Byron's Babbles

Leading With No Brown M&Ms

IMG_5234I had the chance over the weekend to live out a rock and roll legend first hand. When I got to Washington D.C. on Saturday for the National Association of State Boards of Education (NASBE) Legislative Conference I checked into my hotel, The Madison Hotel. When I got to may room I was pleasantly surprised by a bowl of M&Ms®, peanuts, and a bottle of wine. To me the best of those was the bowl of M&Ms®.

As I was getting settled in I got the text below from Mizane at the hotel:


I had already tweeted a fun message and then promptly texted a response to Mizane. Check those out here:


Here is the response I got:


The story goes, and it is true, that the 1980s superstar rock band (and I went to many of their concerts) Van Halen demanded, via a clause embedded in their tour contract that the dressing rooms would have bowls of M&Ms® with the all the brown M&Ms® removed.
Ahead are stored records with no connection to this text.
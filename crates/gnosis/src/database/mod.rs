//! Local SQLite catalog of imported papers.
//!
//! The catalog stores papers, the people who wrote them, and the ordered
//! authorship between the two. It supports:
//! - Adding a [`PaperDraft`] with duplicate-title rejection
//! - Matching authors against people already in the catalog
//! - Lookup by id and by exact title
//! - Keyword-ranked title search
//!
//! The schema is created when the database is opened.
//!
//! # Examples
//!
//! ```no_run
//! # use gnosis::{database::Database, draft::PaperDraft};
//! # async fn example(draft: PaperDraft) -> Result<(), Box<dyn std::error::Error>> {
//! let db = Database::open("catalog.db").await?;
//! let id = db.add_paper(&draft).await?;
//!
//! for author in db.authors_of(id).await? {
//!   println!("{author}");
//! }
//!
//! let hits = db.search("graph neural").await?;
//! # Ok(())
//! # }
//! ```

use rusqlite::{params, OptionalExtension, Row};
use tokio_rusqlite::Connection;

use super::*;
use crate::{
  draft::PaperDraft,
  person::PersonName,
  search::{rank_by_keywords, Titled},
};


/// Columns selected for a [`StoredPaper`], in [`StoredPaper::from_row`] order.
const PAPER_COLUMNS: &str =
  "id, title, abstract_text, download_link, source_link, source_site, created_at";

/// Handle for the paper catalog.
pub struct Database {
  /// Async SQLite connection handle
  conn: Connection,
}

/// A paper as stored in the catalog.
#[derive(Debug, Clone, PartialEq, Serialize, Deserialize)]
pub struct StoredPaper {
  /// Catalog id
  pub id:            i64,
  /// Paper title
  pub title:         String,
  /// Abstract text
  pub abstract_text: String,
  /// PDF location, or the source page when none was found
  pub download_link: String,
  /// Page the paper was imported from
  pub source_link:   String,
  /// Site the paper was imported from, if imported
  pub source_site:   Option<SourceSite>,
  /// When the paper was added
  pub created_at:    DateTime<Utc>,
}

impl StoredPaper {
  /// Reads a paper from a row selected with [`PAPER_COLUMNS`].
  fn from_row(row: &Row) -> rusqlite::Result<Self> {
    let source_site = row
      .get::<_, Option<String>>(5)?
      .map(|tag| SourceSite::from_str(&tag))
      .transpose()
      .map_err(|e| {
        rusqlite::Error::FromSqlConversionFailure(5, rusqlite::types::Type::Text, Box::new(e))
      })?;

    Ok(Self {
      id: row.get(0)?,
      title: row.get(1)?,
      abstract_text: row.get(2)?,
      download_link: row.get(3)?,
      source_link: row.get(4)?,
      source_site,
      created_at: row.get(6)?,
    })
  }
}

impl Titled for StoredPaper {
  fn title(&self) -> &str { &self.title }
}

/// How an author name was resolved against the people in the catalog.
#[derive(Debug, Clone, Copy, PartialEq, Eq)]
pub enum AuthorLink {
  /// No such person existed, one was created and linked
  Created(i64),
  /// Exactly one person had this name and was linked
  Matched(i64),
  /// Several people share this name, nobody was linked
  Ambiguous,
  /// The name has fewer than two parts and was skipped
  Unparsable,
}

impl Database {
  /// Opens an existing catalog or creates a new one at the specified path.
  ///
  /// Parent directories are created as needed.
  ///
  /// # Examples
  ///
  /// ```no_run
  /// # use gnosis::database::Database;
  /// # async fn example() -> Result<(), Box<dyn std::error::Error>> {
  /// let db = Database::open(Database::default_path()).await?;
  /// # Ok(())
  /// # }
  /// ```
  pub async fn open(path: impl AsRef<Path>) -> Result<Self> {
    if let Some(parent) = path.as_ref().parent() {
      if !parent.as_os_str().is_empty() {
        std::fs::create_dir_all(parent)?;
      }
    }
    let conn = Connection::open(path.as_ref()).await?;

    conn
      .call(|conn| {
        conn.execute_batch(include_str!(concat!(
          env!("CARGO_MANIFEST_DIR"),
          "/migrations/init.sql"
        )))?;
        Ok(())
      })
      .await?;

    debug!("Opened catalog at {}", path.as_ref().display());
    Ok(Self { conn })
  }

  /// Returns the default path for the catalog file.
  ///
  /// - On Unix: `~/.local/share/gnosis/gnosis.db`
  /// - On macOS: `~/Library/Application Support/gnosis/gnosis.db`
  /// - On Windows: `%APPDATA%\gnosis\gnosis.db`
  /// - Fallback: `./gnosis/gnosis.db`
  pub fn default_path() -> PathBuf {
    dirs::data_dir().unwrap_or_else(|| PathBuf::from(".")).join("gnosis").join("gnosis.db")
  }

  /// Adds a paper and links its authors in order.
  ///
  /// Each author name is split into first, middle and last name and matched
  /// exactly against the people already in the catalog: with no match a person is
  /// created, with one match that person is linked, and with several matches the
  /// author is left unlinked. Everything happens in one transaction.
  ///
  /// # Errors
  ///
  /// Returns [`GnosisError::DuplicatePaper`] if a paper with exactly this title is
  /// already in the catalog.
  pub async fn add_paper(&self, draft: &PaperDraft) -> Result<i64> {
    let draft = draft.clone();
    let title = draft.title.clone();

    let inserted = self
      .conn
      .call(move |conn| {
        let tx = conn.transaction()?;

        let existing: i64 =
          tx.query_row("SELECT COUNT(*) FROM papers WHERE title = ?1", [&draft.title], |row| {
            row.get(0)
          })?;
        if existing > 0 {
          return Ok(None);
        }

        let paper_id: i64 = tx.query_row(
          "INSERT INTO papers (
             title, abstract_text, download_link, source_link, source_site, created_at
           ) VALUES (?1, ?2, ?3, ?4, ?5, ?6)
           RETURNING id",
          params![
            &draft.title,
            &draft.abstract_text,
            &draft.download_link,
            &draft.source_link,
            draft.source_site.map(|site| site.to_string()),
            Utc::now(),
          ],
          |row| row.get(0),
        )?;

        for (index, author) in draft.authors.iter().enumerate() {
          let link = link_author(&tx, paper_id, author, index as i64 + 1)?;
          trace!("Author {author:?} of paper {paper_id}: {link:?}");
        }

        tx.commit()?;
        Ok(Some(paper_id))
      })
      .await?;

    inserted.ok_or(GnosisError::DuplicatePaper(title))
  }

  /// Retrieves a paper by its catalog id.
  pub async fn get_paper(&self, id: i64) -> Result<Option<StoredPaper>> {
    self
      .conn
      .call(move |conn| {
        let paper = conn
          .query_row(
            &format!("SELECT {PAPER_COLUMNS} FROM papers WHERE id = ?1"),
            [id],
            StoredPaper::from_row,
          )
          .optional()?;
        Ok(paper)
      })
      .await
      .map_err(GnosisError::from)
  }

  /// Retrieves a paper by its exact title.
  pub async fn find_by_title(&self, title: &str) -> Result<Option<StoredPaper>> {
    let title = title.to_string();
    self
      .conn
      .call(move |conn| {
        let paper = conn
          .query_row(
            &format!("SELECT {PAPER_COLUMNS} FROM papers WHERE title = ?1 ORDER BY id LIMIT 1"),
            [title],
            StoredPaper::from_row,
          )
          .optional()?;
        Ok(paper)
      })
      .await
      .map_err(GnosisError::from)
  }

  /// Lists every paper in insertion order.
  pub async fn papers(&self) -> Result<Vec<StoredPaper>> {
    self
      .conn
      .call(|conn| {
        let mut stmt =
          conn.prepare_cached(&format!("SELECT {PAPER_COLUMNS} FROM papers ORDER BY id"))?;
        let papers: Vec<StoredPaper> =
          stmt.query_map([], StoredPaper::from_row)?.collect::<rusqlite::Result<_>>()?;
        Ok(papers)
      })
      .await
      .map_err(GnosisError::from)
  }

  /// Lists the linked authors of a paper, first author first.
  pub async fn authors_of(&self, paper_id: i64) -> Result<Vec<PersonName>> {
    self
      .conn
      .call(move |conn| {
        let mut stmt = conn.prepare_cached(
          "SELECT p.first_name, p.middle_name, p.last_name
             FROM people p
             JOIN paper_authors pa ON pa.person_id = p.id
            WHERE pa.paper_id = ?1
            ORDER BY pa.author_order",
        )?;
        let authors: Vec<PersonName> = stmt
          .query_map([paper_id], |row| {
            Ok(PersonName { first: row.get(0)?, middle: row.get(1)?, last: row.get(2)? })
          })?
          .collect::<rusqlite::Result<_>>()?;
        Ok(authors)
      })
      .await
      .map_err(GnosisError::from)
  }

  /// Counts the people in the catalog.
  pub async fn people_count(&self) -> Result<i64> {
    self
      .conn
      .call(|conn| Ok(conn.query_row("SELECT COUNT(*) FROM people", [], |row| row.get(0))?))
      .await
      .map_err(GnosisError::from)
  }

  /// Ranks catalog papers by how many of the keywords occur in their titles.
  ///
  /// See [`rank_by_keywords`]; an empty query lists every paper.
  pub async fn search(&self, keywords: &str) -> Result<Vec<StoredPaper>> {
    let papers = self.papers().await?;
    Ok(rank_by_keywords(papers, keywords))
  }
}

/// Resolves one author name against the people table and links it to a paper.
fn link_author(
  tx: &rusqlite::Transaction<'_>,
  paper_id: i64,
  author: &str,
  order: i64,
) -> rusqlite::Result<AuthorLink> {
  let Some(name) = PersonName::parse(author) else {
    warn!("Cannot split author name {author:?} into first and last name, skipping");
    return Ok(AuthorLink::Unparsable);
  };

  let matches: Vec<i64> = {
    let mut stmt = tx.prepare_cached(
      "SELECT id FROM people WHERE first_name = ?1 AND middle_name IS ?2 AND last_name = ?3",
    )?;
    let ids = stmt
      .query_map(params![&name.first, &name.middle, &name.last], |row| row.get(0))?
      .collect::<rusqlite::Result<Vec<i64>>>()?;
    ids
  };

  let (person_id, link) = match matches.as_slice() {
    [] => {
      let id = tx.query_row(
        "INSERT INTO people (first_name, middle_name, last_name) VALUES (?1, ?2, ?3) RETURNING id",
        params![&name.first, &name.middle, &name.last],
        |row| row.get(0),
      )?;
      (id, AuthorLink::Created(id))
    },
    [id] => (*id, AuthorLink::Matched(*id)),
    _ => {
      warn!("{} people are named {name}, not linking any of them", matches.len());
      return Ok(AuthorLink::Ambiguous);
    },
  };

  tx.execute(
    "INSERT OR IGNORE INTO paper_authors (paper_id, person_id, author_order) VALUES (?1, ?2, ?3)",
    params![paper_id, person_id, order],
  )?;
  Ok(link)
}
This was not as David Lee Roth (band front man) described it, “a simple rock start misdemeanor excess,” but an ingenious way to know that all details of the very complicated contract were followed. The clause was buried in the details of the contract and it would be read and followed carefully to find it.
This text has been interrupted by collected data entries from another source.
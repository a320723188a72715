//! Everything the CLI shows to, and asks of, the user.

use dialoguer::Confirm;

use super::*;

/// Prefix for information messages
pub static INFO_PREFIX: &str = "ℹ ";
/// Prefix for success messages
pub static SUCCESS_PREFIX: &str = "✓ ";
/// Prefix for error messages
pub static ERROR_PREFIX: &str = "✗ ";
/// Prefix for warning messages
pub static WARNING_PREFIX: &str = "! ";
/// Prefix for a field of a listed item
pub static ITEM_PREFIX: &str = "├─";
/// Prefix for the last field of a listed item
pub static LAST_ITEM_PREFIX: &str = "└─";

/// Shown for a field that could not be extracted.
static NOT_FOUND: &str = "(not found)";

/// Something to show the user.
#[derive(Debug)]
pub enum ResponseContent<'a> {
  /// Fields extracted from a page
  Extraction(&'a Extraction),
  /// A catalog paper with its linked authors
  Paper(&'a StoredPaper, &'a [PersonName]),
  /// A list of catalog papers
  Papers(&'a [StoredPaper]),
  /// An operation completed
  Success(&'a str),
  /// Something worth knowing that is not a failure
  Warning(&'a str),
  /// A failure
  Error(&'a GnosisdError),
  /// Progress and other information
  Info(&'a str),
}

/// How commands talk to the user.
pub trait UserInteraction {
  /// Asks a yes/no question.
  fn confirm(&self, message: &str) -> Result<bool>;

  /// Shows something to the user.
  fn reply(&self, content: ResponseContent) -> Result<()>;
}

/// Interaction through the terminal.
pub struct Terminal {
  /// Answer every question with its default instead of prompting
  accept_defaults: bool,
}

impl Terminal {
  /// Creates a terminal interaction.
  pub fn new(accept_defaults: bool) -> Self { Self { accept_defaults } }
}

/// Prints one `label: value` line of a listed item.
fn field(label: &str, value: &str, last: bool) {
  let prefix = if last { LAST_ITEM_PREFIX } else { ITEM_PREFIX };
  println!("{} {}: {}", style(prefix).dim(), style(label).bold(), value);
}

impl UserInteraction for Terminal {
  fn confirm(&self, message: &str) -> Result<bool> {
    if self.accept_defaults {
      return Ok(true);
    }
    Ok(Confirm::new().with_prompt(message).default(true).interact()?)
  }

  fn reply(&self, content: ResponseContent) -> Result<()> {
    match content {
      ResponseContent::Extraction(extraction) => {
        let result = &extraction.result;
        println!(
          "{} {} page {}",
          style(INFO_PREFIX).blue(),
          style(extraction.site()).cyan(),
          style(extraction.url()).dim()
        );
        field("Title", result.title.as_deref().unwrap_or(NOT_FOUND), false);
        field("Authors", result.authors.as_deref().unwrap_or(NOT_FOUND), false);
        field("Abstract", result.abstract_text.as_deref().unwrap_or(NOT_FOUND), false);
        field("PDF", result.download_link.as_deref().unwrap_or(NOT_FOUND), true);
      },
      ResponseContent::Paper(paper, authors) => {
        println!("{} [{}] {}", style(INFO_PREFIX).blue(), paper.id, style(&paper.title).bold());
        let authors = authors.iter().map(ToString::to_string).collect::<Vec<_>>().join(", ");
        field("Authors", if authors.is_empty() { NOT_FOUND } else { authors.as_str() }, false);
        field("Abstract", &paper.abstract_text, false);
        field("PDF", &paper.download_link, false);
        field("Source", &paper.source_link, false);
        field("Added", &paper.created_at.format("%Y-%m-%d").to_string(), true);
      },
      ResponseContent::Papers(papers) => {
        println!("{} Found {} papers:", style(INFO_PREFIX).blue(), papers.len());
        for paper in papers {
          let site = paper.source_site.map(|site| site.to_string()).unwrap_or_default();
          println!("  {} {} {}", style(format!("[{}]", paper.id)).dim(), paper.title, style(site).cyan());
        }
      },
      ResponseContent::Success(message) => println!("{} {}", style(SUCCESS_PREFIX).green(), message),
      ResponseContent::Warning(message) =>
        println!("{} {}", style(WARNING_PREFIX).yellow(), style(message).yellow()),
      ResponseContent::Error(e) =>
        eprintln!("{} {}", style(ERROR_PREFIX).red(), style(e.user_message()).red()),
      ResponseContent::Info(message) => println!("{} {}", style(INFO_PREFIX).blue(), message),
    }
    Ok(())
  }
}
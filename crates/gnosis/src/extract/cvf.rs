//! CVF open access pages (`openaccess.thecvf.com/content_.../*paper.html`).

use super::*;

/// Extractor for CVF.
pub(crate) struct Cvf;

impl PaperExtractor for Cvf {
  fn extract_title(&self, page: &Page) -> Option<String> {
    first_text(&page.document, "div#papertitle").and_then(|title| clean_title(&title))
  }

  fn extract_authors(&self, page: &Page) -> Option<String> {
    let authors = select_first(&page.document, "div#authors")?;
    let bold = select_within(authors, "b").into_iter().next()?;
    non_empty(&text_of(bold))
  }

  fn extract_abstract(&self, page: &Page) -> Option<String> {
    first_text(&page.document, "div#abstract")
  }

  fn extract_download_link(&self, page: &Page) -> Option<String> {
    html_to_pdf(&page.base_url().replacen("/html/", "/papers/", 1))
  }
}
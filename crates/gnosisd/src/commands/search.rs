//! Module for searching the catalog.

use super::*;

/// Arguments for [`Commands::Search`].
#[derive(Args, Clone)]
pub struct SearchArgs {
  /// Keywords matched against titles, ignoring case. Lists every paper when empty.
  pub keywords: Vec<String>,
}

/// Function for the [`Commands::Search`] in the CLI.
pub async fn search<I: UserInteraction>(
  interaction: &I,
  config: &Config,
  search_args: SearchArgs,
) -> Result<()> {
  let query = search_args.keywords.join(" ");
  let db = Database::open(&config.database_path).await?;
  let papers = db.search(&query).await?;

  if papers.is_empty() {
    interaction.reply(ResponseContent::Info("No papers found"))
  } else {
    interaction.reply(ResponseContent::Papers(&papers))
  }
}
So now for the rest of the story of The Madison Hotel’s attention to detail. Yesterday I got, you guessed it, a bowl of M&Ms® with the brown ones removed. Of course I tweeted about it. Here is the tweet:


The staff of The Madison Hotel certainly understands the importance of talk triggers. You know I have been telling the story all over the place to my fellow state board of education members from all around the country. Therefore, what would my talk trigger sound like? First, I was texted to as to how I was doing and if I needed anything. What I found was that someone on the other end was really listening and cared what I said, because even when having fun and asking for a bowl of M&Ms® with the brown ones removed – I received it!

This reflects the hotel and staffs attitude of care and a commitment to meet every need a customer puts forth. When we pay attention to the little concerns of customers, it is unlikely that many major concerns will occur.

This is not a matter of perception, but is a reality and one with which, we as leaders, and our organizations should make peace with and do. Here is my question for you: Are you willing to remove all the brown M&Ms® for those you serve?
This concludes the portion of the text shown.